China is responsible for 45% of steel consumption in the world. The construction industry accounts for over a quarter of total steel demand in China. Consequently, construction industry changes in China have the greatest influence on the demand for steel globally. Chinese economic growth is slowing, therefore growth in the Chinese construction industry is expected to ease to 7% in 2014, compared to 9.3% in 2013. Declining demand is pushing prices even further downwards.
Although the price of iron ore has declined, Chinese miners are not able to operate at an iron ore price below US$100. Up to three times lower iron content in its ore and its small scale of mining operations inflate the costs above the US$100 level. We believe that the Chinese mines with the highest operating costs will be closed down. Such mine closures might cause a temporary price hike in iron ore on the global market until the supply of iron ore from Australia, Brazil, Canada and India can cover any lost supply from China.

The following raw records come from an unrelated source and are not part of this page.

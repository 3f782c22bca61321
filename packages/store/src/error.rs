//! Error types for the store.

use std::collections::TryReserveError;
use std::fmt;

/// Which of the three backing arrays an operation touched.
#[derive(Debug, Clone, Copy, PartialEq, Eq, Hash)]
pub enum ArrayKind {
    /// The primary array of payload slots.
    Slots,
    /// Positions of narrow-string entries.
    StrIndex,
    /// Positions of wide-string entries.
    WideIndex,
}

impl fmt::Display for ArrayKind {
    fn fmt(&self, f: &mut fmt::Formatter<'_>) -> fmt::Result {
        match self {
            ArrayKind::Slots => write!(f, "slot array"),
            ArrayKind::StrIndex => write!(f, "string index"),
            ArrayKind::WideIndex => write!(f, "wide-string index"),
        }
    }
}

/// Growth failures.
///
/// Whenever one of these is returned the store is exactly as it was before
/// the call.
#[derive(thiserror::Error, Debug, Clone, PartialEq, Eq)]
pub enum StoreError {
    /// Growing would pass the ceiling set in `StoreConfig`.
    #[error("{array} needs capacity {requested}, limit is {limit}")]
    CapacityExceeded {
        array: ArrayKind,
        requested: usize,
        limit: usize,
    },

    /// The allocator refused to grow the array.
    #[error("{array} allocation failed")]
    AllocationFailed {
        array: ArrayKind,
        #[source]
        source: TryReserveError,
    },

    /// Doubling the capacity overflowed `usize`.
    #[error("{array} capacity overflow")]
    CapacityOverflow { array: ArrayKind },
}

impl StoreError {
    /// The array whose growth failed.
    pub fn array(&self) -> ArrayKind {
        match self {
            StoreError::CapacityExceeded { array, .. }
            | StoreError::AllocationFailed { array, .. }
            | StoreError::CapacityOverflow { array } => *array,
        }
    }
}

/// A generic insert that failed, handing the payload back to the caller.
#[derive(thiserror::Error)]
#[error("payload rejected: {error}")]
pub struct Rejected<T> {
    payload: T,
    #[source]
    error: StoreError,
}

impl<T> Rejected<T> {
    pub(crate) fn new(payload: T, error: StoreError) -> Self {
        Self { payload, error }
    }

    pub fn error(&self) -> &StoreError {
        &self.error
    }

    /// Recover ownership of the payload.
    pub fn into_payload(self) -> T {
        self.payload
    }

    pub fn into_parts(self) -> (T, StoreError) {
        (self.payload, self.error)
    }
}

impl<T> fmt::Debug for Rejected<T> {
    fn fmt(&self, f: &mut fmt::Formatter<'_>) -> fmt::Result {
        f.debug_struct("Rejected")
            .field("error", &self.error)
            .finish_non_exhaustive()
    }
}

/// Errors loading a `StoreConfig`.
#[derive(thiserror::Error, Debug)]
pub enum ConfigError {
    #[error("invalid value {value:?} for {name}")]
    InvalidValue { name: String, value: String },

    #[error("initial capacity must be at least 1")]
    ZeroInitialCapacity,

    #[error("JSON error: {0}")]
    Json(#[from] serde_json::Error),
}
//! Runtime configuration for a store.
//!
//! Every field is optional. Limits are ceilings on the capacity of each
//! backing array; growth that would need more fails with
//! [`StoreError::CapacityExceeded`](crate::StoreError::CapacityExceeded)
//! and leaves the store untouched.

use serde::{Deserialize, Serialize};

use crate::capacity::BASE_CAPACITY;
use crate::error::ConfigError;

pub const ENV_SLOT_LIMIT: &str = "XRT_STORE_SLOT_LIMIT";
pub const ENV_STR_LIMIT: &str = "XRT_STORE_STR_LIMIT";
pub const ENV_WIDE_LIMIT: &str = "XRT_STORE_WIDE_LIMIT";
pub const ENV_INITIAL_CAPACITY: &str = "XRT_STORE_INITIAL_CAPACITY";

const ENV_NAMES: [&str; 4] = [
    ENV_SLOT_LIMIT,
    ENV_STR_LIMIT,
    ENV_WIDE_LIMIT,
    ENV_INITIAL_CAPACITY,
];

#[derive(Debug, Clone, PartialEq, Eq, Serialize, Deserialize)]
#[serde(default, deny_unknown_fields)]
pub struct StoreConfig {
    /// Capacity of each array on its first growth. Later growth doubles.
    pub initial_capacity: usize,
    pub slot_limit: Option<usize>,
    pub str_index_limit: Option<usize>,
    pub wide_index_limit: Option<usize>,
}

impl Default for StoreConfig {
    fn default() -> Self {
        Self {
            initial_capacity: BASE_CAPACITY,
            slot_limit: None,
            str_index_limit: None,
            wide_index_limit: None,
        }
    }
}

impl StoreConfig {
    pub fn new() -> Self {
        Self::default()
    }

    pub fn with_initial_capacity(mut self, capacity: usize) -> Self {
        self.initial_capacity = capacity;
        self
    }

    pub fn with_slot_limit(mut self, limit: usize) -> Self {
        self.slot_limit = Some(limit);
        self
    }

    pub fn with_str_index_limit(mut self, limit: usize) -> Self {
        self.str_index_limit = Some(limit);
        self
    }

    pub fn with_wide_index_limit(mut self, limit: usize) -> Self {
        self.wide_index_limit = Some(limit);
        self
    }

    pub fn validate(&self) -> Result<(), ConfigError> {
        if self.initial_capacity == 0 {
            return Err(ConfigError::ZeroInitialCapacity);
        }
        Ok(())
    }

    /// Parse a JSON document such as `{"slot_limit": 1024}`.
    pub fn from_json(json: &str) -> Result<Self, ConfigError> {
        let config: StoreConfig = serde_json::from_str(json)?;
        config.validate()?;
        Ok(config)
    }

    /// Read the `XRT_STORE_*` environment variables over the defaults.
    ///
    /// Only those four names are looked up; other variables may hold
    /// anything, including bytes that are not UTF-8.
    pub fn from_env() -> Result<Self, ConfigError> {
        let mut vars = Vec::with_capacity(ENV_NAMES.len());
        for name in ENV_NAMES {
            let Some(raw) = std::env::var_os(name) else {
                continue;
            };
            let value = raw.into_string().map_err(|raw| ConfigError::InvalidValue {
                name: name.to_string(),
                value: raw.to_string_lossy().into_owned(),
            })?;
            vars.push((name, value));
        }
        Self::from_vars(vars)
    }

    /// Same as [`StoreConfig::from_env`], reading from an explicit set of
    /// variables. Unrelated names are ignored.
    pub fn from_vars<I, K, V>(vars: I) -> Result<Self, ConfigError>
    where
        I: IntoIterator<Item = (K, V)>,
        K: AsRef<str>,
        V: AsRef<str>,
    {
        let mut config = Self::default();
        for (name, value) in vars {
            let (name, value) = (name.as_ref(), value.as_ref());
            let target = match name {
                ENV_SLOT_LIMIT => &mut config.slot_limit,
                ENV_STR_LIMIT => &mut config.str_index_limit,
                ENV_WIDE_LIMIT => &mut config.wide_index_limit,
                ENV_INITIAL_CAPACITY => {
                    config.initial_capacity = parse_usize(name, value)?;
                    continue;
                }
                _ => continue,
            };
            *target = Some(parse_usize(name, value)?);
        }
        config.validate()?;
        Ok(config)
    }
}

fn parse_usize(name: &str, value: &str) -> Result<usize, ConfigError> {
    value
        .trim()
        .parse()
        .map_err(|_| ConfigError::InvalidValue {
            name: name.to_string(),
            value: value.to_string(),
        })
}
use std::sync::{Mutex, MutexGuard, PoisonError};

use bytes::Bytes;
use tracing::{debug, warn};
use xrt_text::{WideStr, WideString};

use crate::config::StoreConfig;
use crate::element::Element;
use crate::error::{Rejected, StoreError};
use crate::guard::StoreGuard;
use crate::state::{Overlay, StoreState};

/// A positional store of owned elements with typed string indices.
///
/// Every method takes the store's single mutex for its whole duration, so
/// calls from different threads behave as if run one after another. To run
/// several operations as one step, take the lock with [`IndexedStore::lock`]
/// and use the `*_locked` methods on the guard. Calling any method here while
/// the same thread holds a guard deadlocks.
///
/// ```
/// use xrt_store::IndexedStore;
///
/// let store: IndexedStore = IndexedStore::new();
/// store.str_insert("A").unwrap();
/// store.str_insert("B").unwrap();
/// store.str_erase(0);
/// assert_eq!(store.str_get(0).as_deref(), Some("B"));
/// ```
#[derive(Debug)]
pub struct IndexedStore<T = Bytes> {
    state: Mutex<StoreState<T>>,
}

impl<T> Default for IndexedStore<T> {
    fn default() -> Self {
        Self::new()
    }
}

impl<T> IndexedStore<T> {
    /// An empty store with no capacity allocated yet.
    pub fn new() -> Self {
        Self::with_config(StoreConfig::default())
    }

    pub fn with_config(config: StoreConfig) -> Self {
        debug!(?config, "created store");
        Self {
            state: Mutex::new(StoreState::new(&config)),
        }
    }

    fn state(&self) -> MutexGuard<'_, StoreState<T>> {
        self.state.lock().unwrap_or_else(|poisoned| {
            warn!("store lock was poisoned, recovering");
            poisoned.into_inner()
        })
    }

    /// Take the lock and hold it until the guard is dropped.
    pub fn lock(&self) -> StoreGuard<'_, T> {
        StoreGuard::new(self.state())
    }

    /// Free every remaining element and the backing arrays.
    ///
    /// Returns how many elements were still live.
    pub fn destroy(self) -> usize {
        let state = self
            .state
            .into_inner()
            .unwrap_or_else(PoisonError::into_inner);
        let freed = state.live_count();
        drop(state);
        debug!(freed, "destroyed store");
        freed
    }

    /// Append a payload. On failure the payload comes back inside the error.
    pub fn insert(&self, payload: T) -> Result<usize, Rejected<T>> {
        self.state().insert(payload)
    }

    /// A copy of the element at `position`.
    pub fn get(&self, position: usize) -> Option<Element<T>>
    where
        T: Clone,
    {
        self.state().get(position).cloned()
    }

    /// Run `f` on the element at `position` while holding the lock.
    pub fn with_element<R>(&self, position: usize, f: impl FnOnce(Option<&Element<T>>) -> R) -> R {
        f(self.state().get(position))
    }

    pub fn exists(&self, position: usize) -> bool {
        self.state().exists(position)
    }

    /// Free the element at `position` and shift later slots down.
    pub fn erase(&self, position: usize) {
        self.state().erase(position)
    }

    /// Free the element at `position`, leaving the slot empty in place.
    pub fn erase_no_shift(&self, position: usize) {
        self.state().erase_no_shift(position)
    }

    /// Store a copy of `s`. Returns its logical string index.
    pub fn str_insert(&self, s: &str) -> Result<usize, StoreError> {
        self.state().str_insert(s)
    }

    pub fn str_get(&self, index: usize) -> Option<String> {
        self.state().str_get(index).map(str::to_owned)
    }

    pub fn str_exists(&self, index: usize) -> bool {
        self.state().str_exists(index)
    }

    pub fn str_erase(&self, index: usize) {
        self.state().str_erase(index)
    }

    pub fn str_erase_no_shift(&self, index: usize) {
        self.state().str_erase_no_shift(index)
    }

    /// Store a copy of `s`. Returns its logical wide-string index.
    pub fn wstr_insert(&self, s: &WideStr) -> Result<usize, StoreError> {
        self.state().wstr_insert(s)
    }

    pub fn wstr_get(&self, index: usize) -> Option<WideString> {
        self.state().wstr_get(index).map(WideString::from)
    }

    pub fn wstr_exists(&self, index: usize) -> bool {
        self.state().wstr_exists(index)
    }

    pub fn wstr_erase(&self, index: usize) {
        self.state().wstr_erase(index)
    }

    pub fn wstr_erase_no_shift(&self, index: usize) {
        self.state().wstr_erase_no_shift(index)
    }

    pub fn len(&self) -> usize {
        self.state().len()
    }

    pub fn is_empty(&self) -> bool {
        self.len() == 0
    }

    pub fn capacity(&self) -> usize {
        self.state().capacity()
    }

    pub fn str_len(&self) -> usize {
        self.state().overlay_len(Overlay::Str)
    }

    pub fn str_capacity(&self) -> usize {
        self.state().overlay_capacity(Overlay::Str)
    }

    pub fn wstr_len(&self) -> usize {
        self.state().overlay_len(Overlay::Wide)
    }

    pub fn wstr_capacity(&self) -> usize {
        self.state().overlay_capacity(Overlay::Wide)
    }
}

The Big Three is increasing its production despite falling iron prices. Australian, Brazilian and Canadian mines manage to keep their costs at an average of US$50 – or as low as US$30 in the most effective mines. Such cost differences occur due to the larger mining scale and the up to three times higher iron content in the ore in comparison to China.
Moreover, the Chinese government’s cuts in the subsidies and investments for inefficient miners of iron ore will further contribute to the falling profitability and lower competitiveness of mines in China. Higher gross profit margins, a desire to regain market share and pricing power will further drive the supply increase from Brazil and Australia, and will continue to push Chinese mines out of business.
The final nail in the coffin of Chinese producers is resumed mining in India. In 2012, the government of India closed many iron ore mines due to investigations into tax evasion and fraud. In 2014, mining operations were restarted. It is expected that production will be back to its original levels by the end of the year. Fully recovered production might add up to 60 million tons of iron to the global supply.
Although Chinese construction growth in 2013-2019 is expected to see a CAGR of 11%, it will not be able to fully absorb the increased supply of iron ore from the Big Three and India. The oversupply will continue to be a global factor and prices will stay low.
In my opinion, during the coming few years the most expensive iron ore mines in China will be pushed out of business as the average price of iron ore will fluctuate within a range of between US$95 and US$100 in 2014-2016. The market should stabilise at a new price level with a greater market share held by the Big Three and decreasing mining operations in China.